Ionic electroactive polymer (iEAP) actuators have attracted great attention in the fields of micro-electromechanical systems and biomedicine due to their remarkably large strain under low-voltage stimulation. As actuation performance is mainly dominated by the electrochemical and electromechanical processes, the electrode layer and its structure are increasingly crucial to the actuators. In this research, we introduced a nanoporous carbon nanotube film with superior conductivity (1000–2000 S cm−1) as a cost-effective alternative electrode in fabricating iEAP actuators. The actuators were assembled by hot-pressing a Nafion/EMImBF4 electrolyte layer between two electrode films under vacuum conditions. Based on the developed porous hierarchal structure and superior electrical and mechanical properties of the electrode film, the actuators showed highly improved electrochemical and electromechanical properties and can operate controllably and durably under various voltage amplitudes and waveforms with a wide frequency range.

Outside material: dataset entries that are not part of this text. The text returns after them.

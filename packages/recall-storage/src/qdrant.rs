pub const DENSE_VECTOR_NAME: &str = "dense";

use crate::Result;

pub struct QdrantStore {
	pub client: qdrant_client::Qdrant,
	pub collection: String,
	pub vector_dim: u32,
}
impl QdrantStore {
	pub fn new(cfg: &recall_config::Qdrant) -> Result<Self> {
		let client = qdrant_client::Qdrant::from_url(&cfg.url).build()?;

		Ok(Self { client, collection: cfg.collection.clone(), vector_dim: cfg.vector_dim })
	}
}
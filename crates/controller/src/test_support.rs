//! Shared fixtures for unit tests.

use async_trait::async_trait;
use chrono::{DateTime, Datelike, Utc};
use parking_lot::Mutex;
use std::sync::atomic::{AtomicUsize, Ordering};
use std::sync::Arc;
use std::time::Duration;

use certpilot_common::Domain;
use certpilot_config::Config;

use crate::authority::{AuthorityError, CertificateAuthority, IssuedCertificate};
use crate::handlers::CertificateController;
use crate::locks::DomainLockRegistry;
use crate::reload::ConfigManager;
use crate::repository::CertificateRepository;
use crate::store::{MemoryStore, RecordStore};

/// Self-signed certificate for `sans` expiring on the day of `not_after`
pub fn mint_certificate(sans: &[&str], not_after: DateTime<Utc>) -> (String, String) {
    let key = rcgen::KeyPair::generate().unwrap();
    let names: Vec<String> = sans.iter().map(|s| s.to_string()).collect();
    let mut params = rcgen::CertificateParams::new(names).unwrap();
    params.not_after = rcgen::date_time_ymd(
        not_after.year(),
        not_after.month() as u8,
        not_after.day() as u8,
    );
    let cert = params.self_signed(&key).unwrap();
    (cert.pem(), key.serialize_pem())
}

pub fn issued_for(sans: &[&str], not_after: DateTime<Utc>) -> IssuedCertificate {
    let (cert_pem, key_pem) = mint_certificate(sans, not_after);
    IssuedCertificate {
        cert_pem,
        key_pem,
        not_after,
    }
}

/// Authority that mints local certificates and records every request
#[derive(Debug)]
pub struct FakeAuthority {
    requested: Mutex<Vec<Domain>>,
    registrations: AtomicUsize,
    fail: bool,
    delay: Duration,
    validity: chrono::Duration,
}

impl FakeAuthority {
    pub fn new() -> Self {
        Self {
            requested: Mutex::new(Vec::new()),
            registrations: AtomicUsize::new(0),
            fail: false,
            delay: Duration::ZERO,
            validity: chrono::Duration::days(90),
        }
    }

    pub fn failing() -> Self {
        Self {
            fail: true,
            ..Self::new()
        }
    }

    pub fn with_delay(mut self, delay: Duration) -> Self {
        self.delay = delay;
        self
    }

    pub fn calls(&self) -> usize {
        self.requested.lock().len()
    }

    pub fn requested(&self) -> Vec<Domain> {
        self.requested.lock().clone()
    }

    pub fn registrations(&self) -> usize {
        self.registrations.load(Ordering::SeqCst)
    }
}

#[async_trait]
impl CertificateAuthority for FakeAuthority {
    async fn register_account_if_absent(&self) -> Result<(), AuthorityError> {
        self.registrations.fetch_add(1, Ordering::SeqCst);
        Ok(())
    }

    async fn obtain_certificate(&self, domain: &Domain) -> Result<IssuedCertificate, AuthorityError> {
        self.requested.lock().push(domain.clone());
        if !self.delay.is_zero() {
            tokio::time::sleep(self.delay).await;
        }
        if self.fail {
            return Err(AuthorityError::Other(format!("refused {}", domain)));
        }
        Ok(issued_for(&[domain.as_str()], Utc::now() + self.validity))
    }
}

/// Controller over a fresh in-memory store with `config` applied
pub fn controller_with(
    config: Config,
    authority: Arc<FakeAuthority>,
) -> (CertificateController, Arc<MemoryStore>) {
    let store = Arc::new(MemoryStore::new());
    let controller = controller_over(config, authority, store.clone());
    (controller, store)
}

/// Controller over any record store
pub fn controller_over(
    config: Config,
    authority: Arc<FakeAuthority>,
    store: Arc<dyn RecordStore>,
) -> CertificateController {
    let repository = CertificateRepository::new(store, authority, Arc::new(DomainLockRegistry::new()));
    CertificateController::new(
        Arc::new(ConfigManager::from_config(config)),
        Arc::new(repository),
    )
}
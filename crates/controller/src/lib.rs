//! Certpilot Library
//!
//! Certificate lifecycle management for dynamically named application
//! endpoints. Certificates are provisioned, reused across namespaces and
//! renewed without double-issuing under concurrent, repeated triggers.
//!
//! - **Handlers**: `provision_certs`, `renew_cert` and
//!   `provision_wildcard_cert` entry points for the dispatch framework
//! - **Repository**: reuse, copy and background issuance over a record store
//! - **ACME**: certificate authority session, HTTP-01 with a challenge responder and
//!   DNS-01 through a webhook DNS provider for wildcards
//! - **Renewal**: expiry window policy and periodic resync
//! - **Hot Reload**: configuration changes on SIGHUP without restarts
//!
//! # Example
//!
//! ```ignore
//! use std::sync::Arc;
//! use certpilot::{CertificateController, CertificateRepository, ConfigManager};
//! use certpilot::locks::DomainLockRegistry;
//! use certpilot::store::MemoryStore;
//!
//! let repository = CertificateRepository::new(
//!     Arc::new(MemoryStore::new()),
//!     authority,
//!     Arc::new(DomainLockRegistry::new()),
//! );
//! let controller = CertificateController::new(
//!     Arc::new(ConfigManager::load(None)?),
//!     Arc::new(repository),
//! );
//! controller.provision_certs(&mut app).await?;
//! ```

// ============================================================================
// Module Declarations
// ============================================================================

pub mod acme;
pub mod authority;
pub mod codec;
pub mod handlers;
pub mod locks;
pub mod model;
pub mod reload;
pub mod renewal;
pub mod repository;
pub mod scheduler;
pub mod signals;
pub mod store;

#[cfg(test)]
mod test_support;

// ============================================================================
// Public API Re-exports
// ============================================================================

pub use authority::{AuthorityError, CertificateAuthority, IssuedCertificate};
pub use codec::{Certificate, CodecError};
pub use handlers::{
    is_tls_secret, CertificateController, HandlerError, ProvisionReport, RenewOutcome,
    RequireTlsSecret, SecretHandler,
};
pub use reload::ConfigManager;
pub use renewal::RenewalPolicy;
pub use repository::{CertificateRepository, ProvisionOutcome, RepositoryError};
pub use scheduler::ResyncScheduler;
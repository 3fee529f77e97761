//! Certificate authority session interface
//!
//! The controller talks to a certificate authority through
//! [`CertificateAuthority`]. The production implementation is
//! [`crate::acme::AcmeAuthority`]; tests substitute a recording fake.

use async_trait::async_trait;
use chrono::{DateTime, Utc};
use std::fmt;
use thiserror::Error;

use certpilot_common::Domain;

use crate::acme::dns::DnsProviderError;
use crate::acme::CredentialError;

/// Certificate material returned by an authority
#[derive(Clone)]
pub struct IssuedCertificate {
    /// PEM-encoded certificate chain, leaf first
    pub cert_pem: String,
    /// PEM-encoded private key matching the leaf
    pub key_pem: String,
    pub not_after: DateTime<Utc>,
}

impl fmt::Debug for IssuedCertificate {
    fn fmt(&self, f: &mut fmt::Formatter<'_>) -> fmt::Result {
        f.debug_struct("IssuedCertificate")
            .field("cert_pem_len", &self.cert_pem.len())
            .field("not_after", &self.not_after)
            .finish_non_exhaustive()
    }
}

/// Errors that can occur while talking to a certificate authority
#[derive(Debug, Error)]
pub enum AuthorityError {
    /// Failed to create or load the authority account
    #[error("Failed to create ACME account: {0}")]
    AccountCreation(String),

    /// Failed to create certificate order
    #[error("Failed to create certificate order for '{domain}': {message}")]
    OrderCreation { domain: Domain, message: String },

    /// Challenge validation failed
    #[error("Challenge validation failed for domain '{domain}': {message}")]
    ChallengeValidation { domain: Domain, message: String },

    /// No HTTP-01 challenge offered for the domain
    #[error("No HTTP-01 challenge available for domain '{0}'")]
    NoHttp01Challenge(Domain),

    /// No DNS-01 challenge offered for the domain
    #[error("No DNS-01 challenge available for domain '{0}'")]
    NoDns01Challenge(Domain),

    /// Wildcard requested without a DNS provider configured
    #[error("Wildcard domain '{domain}' requires DNS-01 challenge type")]
    WildcardRequiresDns01 { domain: Domain },

    /// Publishing or checking a DNS-01 record failed
    #[error("DNS-01 error: {0}")]
    Dns(#[from] DnsProviderError),

    /// Certificate finalization failed
    #[error("Failed to finalize certificate for '{domain}': {message}")]
    Finalization { domain: Domain, message: String },

    /// The issued certificate could not be parsed
    #[error("Failed to parse certificate: {0}")]
    CertificateParse(String),

    /// Operation timed out
    #[error("Operation timed out: {0}")]
    Timeout(String),

    /// ACME protocol error from instant-acme
    #[error("ACME protocol error: {0}")]
    Protocol(String),

    /// Account credential persistence failed
    #[error("Credential storage error: {0}")]
    Storage(#[from] CredentialError),

    /// Authority refused or failed the request for another reason
    #[error("Certificate authority error: {0}")]
    Other(String),
}

impl From<instant_acme::Error> for AuthorityError {
    fn from(e: instant_acme::Error) -> Self {
        AuthorityError::Protocol(e.to_string())
    }
}

/// A session with an external certificate authority
#[async_trait]
pub trait CertificateAuthority: Send + Sync {
    /// Ensure an account exists with the authority. Idempotent.
    async fn register_account_if_absent(&self) -> Result<(), AuthorityError>;

    /// Request a certificate covering exactly `domain`
    async fn obtain_certificate(&self, domain: &Domain) -> Result<IssuedCertificate, AuthorityError>;
}
use std::collections::HashSet;
use tracing::{debug, info, warn};

use certpilot_common::names;
use certpilot_common::{Domain, ObjectKey};
use certpilot_config::Config;

use super::{CertificateController, HandlerError};
use crate::model::{AppInstance, Protocol, PublishProtocol};
use crate::repository::ProvisionOutcome;

/// Why a candidate domain was not provisioned
#[derive(Debug, Clone, Copy, PartialEq, Eq)]
pub enum SkipReason {
    Empty,
    NotFullyQualified,
    ReservedSuffix,
}

/// A domain handed to the repository during a provisioning pass
#[derive(Debug)]
pub struct ProvisionedDomain {
    pub domain: Domain,
    pub key: ObjectKey,
    pub outcome: ProvisionOutcome,
}

/// What a provisioning pass did, for callers that want more than `Ok`
#[derive(Debug, Default)]
pub struct ProvisionReport {
    pub provisioned: Vec<ProvisionedDomain>,
    pub skipped: Vec<(String, SkipReason)>,
}

impl ProvisionReport {
    /// Number of background issuances launched
    pub fn issuing(&self) -> usize {
        self.provisioned
            .iter()
            .filter(|p| p.outcome.is_issuing())
            .count()
    }
}

/// Identity of the application being provisioned
struct AppRef<'a> {
    name: &'a str,
    namespace: &'a str,
    segment: &'a str,
}

impl CertificateController {
    /// Provision certificates for an application's HTTP endpoints and
    /// port bindings.
    ///
    /// HTTP endpoints are handled first and abort on the first error; each
    /// one that succeeds is republished as HTTPS in `app.status`. Port
    /// bindings not already covered are best-effort and their errors are
    /// returned together.
    pub async fn provision_certs(
        &self,
        app: &mut AppInstance,
    ) -> Result<ProvisionReport, HandlerError> {
        let config = self.config.current();
        let mut report = ProvisionReport::default();

        if !config.certificates.lets_encrypt.is_enabled() {
            debug!(app = %app.name(), "Certificate provisioning disabled");
            return Ok(report);
        }

        self.repository.authority().register_account_if_absent().await?;

        let name = app.metadata.name.clone();
        let namespace = app.metadata.namespace.clone();
        let segment = names::uid_segment(&app.metadata.uid).to_string();
        let app_ref = AppRef {
            name: &name,
            namespace: &namespace,
            segment: &segment,
        };

        let mut provisioned: HashSet<String> = HashSet::new();

        for endpoint in app.status.endpoints.iter_mut() {
            if endpoint.protocol != Protocol::Http {
                continue;
            }

            self.provision_domain(&config, &endpoint.address, &app_ref, &mut report)
                .await?;
            provisioned.insert(endpoint.address.clone());
            endpoint.publish_protocol = Some(PublishProtocol::Https);
        }

        let mut errors = Vec::new();
        for binding in &app.spec.ports {
            if provisioned.contains(&binding.service_name) {
                continue;
            }

            match self
                .provision_domain(&config, &binding.service_name, &app_ref, &mut report)
                .await
            {
                Ok(()) => {
                    provisioned.insert(binding.service_name.clone());
                }
                Err(e) => {
                    warn!(
                        app = %name,
                        domain = %binding.service_name,
                        error = %e,
                        "Failed to provision certificate for port binding"
                    );
                    errors.push(e);
                }
            }
        }

        if errors.is_empty() {
            Ok(report)
        } else {
            Err(HandlerError::Aggregate(errors))
        }
    }

    async fn provision_domain(
        &self,
        config: &Config,
        domain: &str,
        app: &AppRef<'_>,
        report: &mut ProvisionReport,
    ) -> Result<(), HandlerError> {
        if let Some(reason) = skip_reason(domain, &config.certificates.reserved_suffix) {
            warn!(domain = %domain, reason = ?reason, "Skipping certificate provisioning");
            report.skipped.push((domain.to_string(), reason));
            return Ok(());
        }

        let domain = Domain::new(domain);
        let secret_name = names::tls_secret_name(app.name, domain.as_str(), app.segment);

        let outcome = self
            .repository
            .provision_if_absent(&domain, app.namespace, &secret_name)
            .await
            .map_err(|source| HandlerError::Repository {
                domain: domain.clone(),
                source,
            })?;

        if outcome.is_issuing() {
            info!(
                domain = %domain,
                namespace = %app.namespace,
                name = %secret_name,
                "Started certificate issuance"
            );
        }

        report.provisioned.push(ProvisionedDomain {
            key: ObjectKey::new(app.namespace, &secret_name),
            domain,
            outcome,
        });
        Ok(())
    }
}
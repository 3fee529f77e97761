//! Certpilot - Main entry point
//!
//! Certificate lifecycle controller for application endpoints.

use anyhow::{Context, Result};
use clap::{Parser, Subcommand, ValueEnum};
use std::path::{Path, PathBuf};
use std::sync::Arc;
use std::time::Duration;
use tokio_util::sync::CancellationToken;
use tracing::{debug, error, info, warn};

use certpilot::acme::{
    AcmeAuthority, ChallengeManager, ChallengeServer, CredentialStore, Dns01Solver,
};
use certpilot::locks::DomainLockRegistry;
use certpilot::model::AppInstance;
use certpilot::signals::{SignalManager, SignalType};
use certpilot::store::{FileStore, MemoryStore, RecordStore};
use certpilot::{
    CertificateController, CertificateRepository, ConfigManager, RequireTlsSecret,
    ResyncScheduler,
};
use certpilot_config::Config;

/// Certpilot - TLS certificate lifecycle controller
#[derive(Parser, Debug)]
#[command(name = "certpilot")]
#[command(author, version, about, long_about = None)]
#[command(propagate_version = true)]
struct Cli {
    /// Configuration file path
    #[arg(short = 'c', long = "config", env = "CERTPILOT_CONFIG", global = true)]
    config: Option<PathBuf>,

    /// Enable verbose logging (debug level)
    #[arg(long = "verbose", global = true)]
    verbose: bool,

    /// Log output format
    #[arg(long = "log-format", value_enum, default_value_t = LogFormat::Text, global = true)]
    log_format: LogFormat,

    #[command(subcommand)]
    command: Option<Commands>,
}

#[derive(Subcommand, Debug)]
enum Commands {
    /// Run the controller (default)
    Run {
        /// Keep records in memory instead of the storage directory
        #[arg(long = "in-memory")]
        in_memory: bool,
    },
    /// Validate configuration file and exit
    Test,
    /// Run one provisioning pass for an application and print its status
    Provision {
        /// Application instance JSON file
        #[arg(long = "app")]
        app: PathBuf,

        /// Keep records in memory instead of the storage directory
        #[arg(long = "in-memory")]
        in_memory: bool,
    },
    /// Run one renewal pass over every managed record
    Renew {
        /// Keep records in memory instead of the storage directory
        #[arg(long = "in-memory")]
        in_memory: bool,
    },
}

#[derive(Debug, Clone, Copy, PartialEq, Eq, ValueEnum)]
enum LogFormat {
    Text,
    Json,
}

fn main() -> Result<()> {
    let cli = Cli::parse();
    init_logging(cli.verbose, cli.log_format);

    let config_path = cli.config.as_deref();
    match cli.command.unwrap_or(Commands::Run { in_memory: false }) {
        Commands::Test => test_config(config_path),
        Commands::Run { in_memory } => block_on(run_controller(config_path, in_memory)),
        Commands::Provision { app, in_memory } => {
            block_on(provision_once(config_path, &app, in_memory))
        }
        Commands::Renew { in_memory } => block_on(renew_once(config_path, in_memory)),
    }
}

fn block_on<F: std::future::Future<Output = Result<()>>>(future: F) -> Result<()> {
    let runtime = tokio::runtime::Builder::new_multi_thread()
        .enable_all()
        .build()
        .context("Failed to create async runtime")?;
    runtime.block_on(future)
}

fn init_logging(verbose: bool, format: LogFormat) {
    let log_level = if verbose { "debug" } else { "info" };
    let filter = tracing_subscriber::EnvFilter::try_from_default_env()
        .unwrap_or_else(|_| tracing_subscriber::EnvFilter::new(log_level));

    let builder = tracing_subscriber::fmt()
        .with_env_filter(filter)
        .with_writer(std::io::stderr)
        .with_target(true);

    match format {
        LogFormat::Json => builder.json().init(),
        LogFormat::Text => builder.init(),
    }
}

/// Test configuration file and exit
fn test_config(config_path: Option<&Path>) -> Result<()> {
    let config = match config_path {
        Some(path) => {
            info!("Testing configuration file: {}", path.display());
            Config::from_file(path).context("Failed to load configuration file")?
        }
        None => {
            info!("Testing embedded default configuration");
            Config::default_embedded().context("Failed to load embedded configuration")?
        }
    };

    config.validate().context("Configuration validation failed")?;

    info!("Configuration test successful:");
    info!("  - lets-encrypt: {}", config.certificates.lets_encrypt);
    info!("  - renew-before-days: {}", config.certificates.renew_before_days);
    info!("  - storage: {}", config.storage.path.display());

    if !config.challenge_server.enabled && config.certificates.lets_encrypt.is_enabled() {
        warn!("Challenge responder disabled; HTTP-01 validation must be served elsewhere");
    }

    println!(
        "certpilot: configuration file {} test is successful",
        config_path
            .map(|p| p.display().to_string())
            .unwrap_or_else(|| "(embedded)".to_string())
    );

    Ok(())
}

/// Wired-up controller and the pieces the commands drive directly
struct Controller {
    config: Arc<ConfigManager>,
    store: Arc<dyn RecordStore>,
    challenges: ChallengeManager,
    controller: Arc<CertificateController>,
}

async fn build_controller(config_path: Option<&Path>, in_memory: bool) -> Result<Controller> {
    match config_path {
        Some(path) => info!("Loading configuration from: {}", path.display()),
        None => info!("No configuration specified, using embedded default configuration"),
    }
    let config = Arc::new(ConfigManager::load(config_path)?);
    let current = config.current();

    let store: Arc<dyn RecordStore> = if in_memory {
        warn!("Using in-memory record store; records are lost on exit");
        Arc::new(MemoryStore::new())
    } else {
        Arc::new(
            FileStore::new(&current.storage.path)
                .await
                .context("Failed to open record storage")?,
        )
    };

    let challenges = ChallengeManager::new();
    let mut authority = AcmeAuthority::new(
        &current.certificates,
        CredentialStore::new(&current.storage.path),
        challenges.clone(),
    );
    match &current.dns_provider {
        Some(section) => {
            let solver =
                Dns01Solver::from_config(section).context("Failed to configure DNS provider")?;
            authority = authority.with_dns_solver(solver);
        }
        None => debug!("No DNS provider configured; wildcard certificates cannot be issued"),
    }
    info!(directory = %authority.directory_url(), "Configured certificate authority");

    let repository = Arc::new(CertificateRepository::new(
        Arc::clone(&store),
        Arc::new(authority),
        Arc::new(DomainLockRegistry::new()),
    ));
    let controller = Arc::new(CertificateController::new(Arc::clone(&config), repository));

    Ok(Controller {
        config,
        store,
        challenges,
        controller,
    })
}

/// Serve HTTP-01 challenges while `shutdown` is live, if enabled
async fn start_challenge_server(
    wired: &Controller,
    shutdown: &CancellationToken,
) -> Result<Option<tokio::task::JoinHandle<()>>> {
    let config = wired.config.current();
    if !config.challenge_server.enabled {
        return Ok(None);
    }

    let addr = config
        .challenge_server
        .address
        .parse()
        .context("Invalid challenge server address")?;
    let server = ChallengeServer::bind(addr, wired.challenges.clone())
        .await
        .with_context(|| format!("Failed to bind challenge server on {}", addr))?;
    Ok(Some(tokio::spawn(server.run(shutdown.clone()))))
}

/// Wait for the responder after cancellation; false if the task failed
async fn join_challenge_server(server: Option<tokio::task::JoinHandle<()>>) -> bool {
    let Some(server) = server else {
        return true;
    };
    match server.await {
        Ok(()) => true,
        Err(e) => {
            error!(error = %e, "Challenge responder task failed");
            false
        }
    }
}

/// Run the controller until SIGTERM/SIGINT
async fn run_controller(config_path: Option<&Path>, in_memory: bool) -> Result<()> {
    let wired = build_controller(config_path, in_memory).await?;
    let shutdown = CancellationToken::new();

    let mut signals = SignalManager::new();
    signals
        .install()
        .context("Failed to register signal handlers")?;

    let server = start_challenge_server(&wired, &shutdown).await?;

    if let Some(platform_domain) = wired.config.current().certificates.platform_domain.clone() {
        match wired
            .controller
            .provision_wildcard_cert(&platform_domain)
            .await
        {
            Ok(outcome) => info!(domain = %platform_domain, outcome = ?outcome, "Platform wildcard certificate checked"),
            Err(e) => error!(domain = %platform_domain, error = %e, "Failed to provision platform wildcard certificate"),
        }
    }

    let interval = Duration::from_secs(wired.config.current().scheduler.resync_interval_secs);
    let scheduler = ResyncScheduler::new(
        Arc::clone(&wired.store),
        RequireTlsSecret::new(Arc::clone(&wired.controller)),
    )
    .with_interval(interval);
    let resync = tokio::spawn(scheduler.run(shutdown.clone()));

    info!("Certpilot controller started");
    info!("Configuration hot reload enabled (SIGHUP)");

    while let Some(signal) = signals.recv().await {
        match signal {
            SignalType::Reload => {
                if let Err(e) = wired.config.reload() {
                    warn!(error = %e, "Configuration reload failed");
                }
            }
            SignalType::Shutdown => {
                info!("Received shutdown signal, initiating graceful shutdown");
                break;
            }
        }
    }

    shutdown.cancel();
    if let Err(e) = resync.await {
        error!(error = %e, "Resync scheduler task failed");
    }
    join_challenge_server(server).await;

    let in_flight = wired.controller.repository().background_tasks();
    if in_flight > 0 {
        warn!(in_flight, "Abandoning in-flight certificate requests");
    }
    wired.challenges.clear();

    info!("Certpilot controller stopped");
    Ok(())
}

/// One ProvisionCerts pass for the application in `app_path`
async fn provision_once(config_path: Option<&Path>, app_path: &Path, in_memory: bool) -> Result<()> {
    let content = tokio::fs::read_to_string(app_path)
        .await
        .with_context(|| format!("Failed to read application file {}", app_path.display()))?;
    let mut app: AppInstance = serde_json::from_str(&content)
        .with_context(|| format!("Failed to parse application file {}", app_path.display()))?;

    let wired = build_controller(config_path, in_memory).await?;
    let shutdown = CancellationToken::new();
    let server = start_challenge_server(&wired, &shutdown).await?;

    let result = wired.controller.provision_certs(&mut app).await;
    if let Ok(report) = &result {
        info!(
            provisioned = report.provisioned.len(),
            skipped = report.skipped.len(),
            issuing = report.issuing(),
            "Provisioning pass complete"
        );
    }

    wired.controller.repository().wait_for_background_tasks().await;
    shutdown.cancel();
    join_challenge_server(server).await;

    println!(
        "{}",
        serde_json::to_string_pretty(&app).context("Failed to serialize application")?
    );
    result.map(|_| ()).context("Provisioning failed")
}

/// One renewal resync pass
async fn renew_once(config_path: Option<&Path>, in_memory: bool) -> Result<()> {
    let wired = build_controller(config_path, in_memory).await?;
    let shutdown = CancellationToken::new();
    let server = start_challenge_server(&wired, &shutdown).await?;

    let scheduler = ResyncScheduler::new(
        Arc::clone(&wired.store),
        RequireTlsSecret::new(Arc::clone(&wired.controller)),
    );
    let summary = scheduler
        .resync_once()
        .await
        .context("Failed to list managed records")?;

    wired.controller.repository().wait_for_background_tasks().await;
    shutdown.cancel();
    join_challenge_server(server).await;

    println!(
        "certpilot: examined {} record(s), {} failed",
        summary.examined, summary.failed
    );
    Ok(())
}

#[cfg(test)]
mod tests {
    use super::*;
    use std::io::Write;

    fn config_file(dir: &tempfile::TempDir, dns_provider: &str) -> PathBuf {
        let path = dir.path().join("certpilot.kdl");
        let mut file = std::fs::File::create(&path).unwrap();
        write!(
            file,
            r#"
            storage {{
                path "{}"
            }}
            challenge-server {{
                enabled #false
            }}
            {}
            "#,
            dir.path().display(),
            dns_provider
        )
        .unwrap();
        path
    }

    #[tokio::test]
    async fn test_failed_responder_task_is_reported() {
        assert!(join_challenge_server(None).await);
        assert!(join_challenge_server(Some(tokio::spawn(async {}))).await);

        let failing = tokio::spawn(async { panic!("responder crashed") });
        assert!(!join_challenge_server(Some(failing)).await);
    }

    #[tokio::test]
    async fn test_dns_provider_is_wired_into_authority() {
        let dir = tempfile::TempDir::new().unwrap();
        let path = config_file(
            &dir,
            r#"dns-provider {
                url "https://dns.example.com/api"
                token "t"
            }"#,
        );
        assert!(build_controller(Some(&path), true).await.is_ok());

        let path = config_file(
            &dir,
            r#"dns-provider {
                url "https://dns.example.com/api"
                token-env "CERTPILOT_TEST_UNSET_DNS_TOKEN"
            }"#,
        );
        let err = build_controller(Some(&path), true).await.err().unwrap();
        assert!(format!("{:#}", err).contains("Failed to configure DNS provider"));
    }
}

The generated strain and stress reach up to 1.26% and 5.27 MPa, respectively, which are greater than the performances of the actuators based on polymer-supporting nano carbon electrodes. Once the voltage increases by 1 V, the strain and stress will increase by 0.336% and 1.407 MPa, respectively. The actuators can perform more than 20 000 cycles with an initial drop less than 20% in the operation stroke, showing a relatively durable and controllable cycle life. The newly developed actuators can be promising candidates for artificial muscles in academic interest and industrial applications.